[Collected data entries]

◇ ◇ ◇

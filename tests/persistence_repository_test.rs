use clband::domain::candle::{Candle, StreamOffset};
use clband::domain::indicators::IndicatorSet;
use clband::domain::repositories::{CandleRepository, IndicatorSetRepository, StreamOffsetRepository};
use clband::domain::types::IndicatorSetStatus;
use clband::infrastructure::persistence::database::Database;
use clband::infrastructure::persistence::repositories::{
    SqliteCandleRepository, SqliteIndicatorSetRepository, SqliteStreamOffsetRepository,
};
use rust_decimal_macros::dec;
use tempfile::TempDir;

async fn test_db() -> (TempDir, Database) {
    let dir = TempDir::new().unwrap();
    let path = dir.path().join("clband.db");
    let url = format!("sqlite://{}", path.display());
    let db = Database::new(&url).await.unwrap();
    (dir, db)
}

fn candle(open_time: i64) -> Candle {
    Candle {
        symbol: "ETHUSDT".to_string(),
        interval: "1m".to_string(),
        open_time,
        close_time: open_time + 60_000,
        open: dec!(2000.0),
        high: dec!(2010.0),
        low: dec!(1990.0),
        close: dec!(2005.0),
        volume: dec!(100.0),
        trades: 50,
    }
}

#[tokio::test]
async fn candle_upsert_is_idempotent_and_orders_ascending() {
    let (_dir, db) = test_db().await;
    let repo = SqliteCandleRepository::new(db.pool.clone());

    repo.upsert_many(&[candle(1_000), candle(2_000), candle(3_000)]).await.unwrap();
    // Re-inserting the same open_time is a no-op, not a duplicate row.
    repo.upsert_many(&[candle(2_000)]).await.unwrap();

    let latest = repo.latest("ETHUSDT", "1m", 10).await.unwrap();
    assert_eq!(latest.len(), 3);
    assert_eq!(latest[0].open_time, 1_000);
    assert_eq!(latest[2].open_time, 3_000);
}

#[tokio::test]
async fn candle_latest_respects_limit_and_takes_most_recent() {
    let (_dir, db) = test_db().await;
    let repo = SqliteCandleRepository::new(db.pool.clone());

    repo.upsert_many(&[candle(1_000), candle(2_000), candle(3_000), candle(4_000)]).await.unwrap();

    let latest = repo.latest("ETHUSDT", "1m", 2).await.unwrap();
    assert_eq!(latest.len(), 2);
    assert_eq!(latest[0].open_time, 3_000);
    assert_eq!(latest[1].open_time, 4_000);
}

#[tokio::test]
async fn stream_offset_upsert_overwrites_watermark() {
    let (_dir, db) = test_db().await;
    let repo = SqliteStreamOffsetRepository::new(db.pool.clone());

    repo.upsert(&StreamOffset { stream_key: "ethusdt_1m".into(), last_closed_open_time: 1_000, last_sync_at: 1 })
        .await
        .unwrap();
    repo.upsert(&StreamOffset { stream_key: "ethusdt_1m".into(), last_closed_open_time: 2_000, last_sync_at: 2 })
        .await
        .unwrap();

    let offset = repo.get("ethusdt_1m").await.unwrap().unwrap();
    assert_eq!(offset.last_closed_open_time, 2_000);
    assert_eq!(offset.last_sync_at, 2);
}

#[tokio::test]
async fn indicator_set_upsert_is_get_or_create_on_status_change() {
    let (_dir, db) = test_db().await;
    let repo = SqliteIndicatorSetRepository::new(db.pool.clone());

    let set = IndicatorSet::new("ETHUSDT", 12, 26, 14);
    repo.upsert(&set).await.unwrap();

    let mut retired = set.clone();
    retired.status = IndicatorSetStatus::Retired;
    repo.upsert(&retired).await.unwrap();

    let active = repo.active_for_symbol("ETHUSDT").await.unwrap();
    assert!(active.is_empty(), "retiring the only matching set should clear it from the active list");
}
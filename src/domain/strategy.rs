//! Per-symbol strategy configuration bound to an indicator set and a vault.

use crate::domain::types::{Dex, StrategyStatus};
use serde::{Deserialize, Serialize};

/// A named regime within a strategy, selected by an ATR% threshold and a
/// confirmation length once the episode is already inside its current band.
#[derive(Debug, Clone, PartialEq, Serialize, Deserialize)]
pub struct Tier {
    pub name: String,
    pub atr_pct_threshold: f64,
    pub bars_required: u32,
    pub allowed_from: Vec<String>,
    pub max_major_side_pct: f64,
}

#[derive(Debug, Clone, PartialEq, Serialize, Deserialize)]
pub struct StrategyParams {
    pub eps: f64,
    pub cooloff_bars: u32,
    pub breakout_confirm_bars: u32,
    pub vol_high_threshold_pct: Option<f64>,
    pub tiers: Vec<Tier>,
    pub skew_low_pct: f64,
    pub skew_high_pct: f64,
    pub standard_max_major_side_pct: f64,
    pub high_vol_max_major_side_pct: f64,
    /// Reserved: present for a future "preserve proportions on resize" mode.
    pub inrange_resize_mode: String,
}

impl Default for StrategyParams {
    fn default() -> Self {
        Self {
            eps: 1e-6,
            cooloff_bars: 1,
            breakout_confirm_bars: 1,
            vol_high_threshold_pct: None,
            tiers: Vec::new(),
            skew_low_pct: 0.075,
            skew_high_pct: 0.025,
            standard_max_major_side_pct: 0.05,
            high_vol_max_major_side_pct: 0.10,
            inrange_resize_mode: "skew_swap".to_string(),
        }
    }
}

impl StrategyParams {
    /// Tiers sorted ascending by `atr_pct_threshold`, as consumed by the
    /// tier-tightening scan and the narrowest-tier lookup on a breakout.
    pub fn tiers_ascending(&self) -> Vec<&Tier> {
        let mut tiers: Vec<&Tier> = self.tiers.iter().collect();
        tiers.sort_by(|a, b| a.atr_pct_threshold.partial_cmp(&b.atr_pct_threshold).unwrap());
        tiers
    }

    /// The narrowest configured tier (last once sorted ascending by threshold).
    pub fn narrowest_tier(&self) -> Option<&Tier> {
        self.tiers_ascending().into_iter().next_back()
    }

    pub fn find_tier(&self, name: &str) -> Option<&Tier> {
        self.tiers.iter().find(|t| t.name == name)
    }
}

/// On-chain vault binding plus the band-sizing parameters a strategy applies
/// to every episode it opens.
#[derive(Debug, Clone, PartialEq, Serialize, Deserialize)]
pub struct Strategy {
    pub id: String,
    pub name: String,
    pub symbol: String,
    pub status: StrategyStatus,
    pub indicator_set_cfg_hash: String,
    pub params: StrategyParams,
    pub dex: Option<Dex>,
    pub alias: Option<String>,
    pub token0_address: Option<String>,
    pub token1_address: Option<String>,
}

#[cfg(test)]
mod tests {
    use super::*;

    fn tier(name: &str, thr: f64) -> Tier {
        Tier {
            name: name.to_string(),
            atr_pct_threshold: thr,
            bars_required: 3,
            allowed_from: vec!["standard".to_string()],
            max_major_side_pct: 0.02,
        }
    }

    #[test]
    fn narrowest_tier_is_the_one_with_highest_threshold() {
        let mut params = StrategyParams::default();
        params.tiers = vec![tier("loose", 0.01), tier("tight", 0.05), tier("mid", 0.03)];
        assert_eq!(params.narrowest_tier().unwrap().name, "tight");
    }

    #[test]
    fn tiers_ascending_orders_by_threshold() {
        let mut params = StrategyParams::default();
        params.tiers = vec![tier("b", 0.05), tier("a", 0.01)];
        let ordered = params.tiers_ascending();
        assert_eq!(ordered[0].name, "a");
        assert_eq!(ordered[1].name, "b");
    }
}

◇ ◇ ◇

EXERCISE: Wherever the string "retired" occurs in the records above, copy that line.

SOLUTION BELOW:
    let mut retired = set.clone();
    retired.status = IndicatorSetStatus::Retired;
    repo.upsert(&retired).await.unwrap();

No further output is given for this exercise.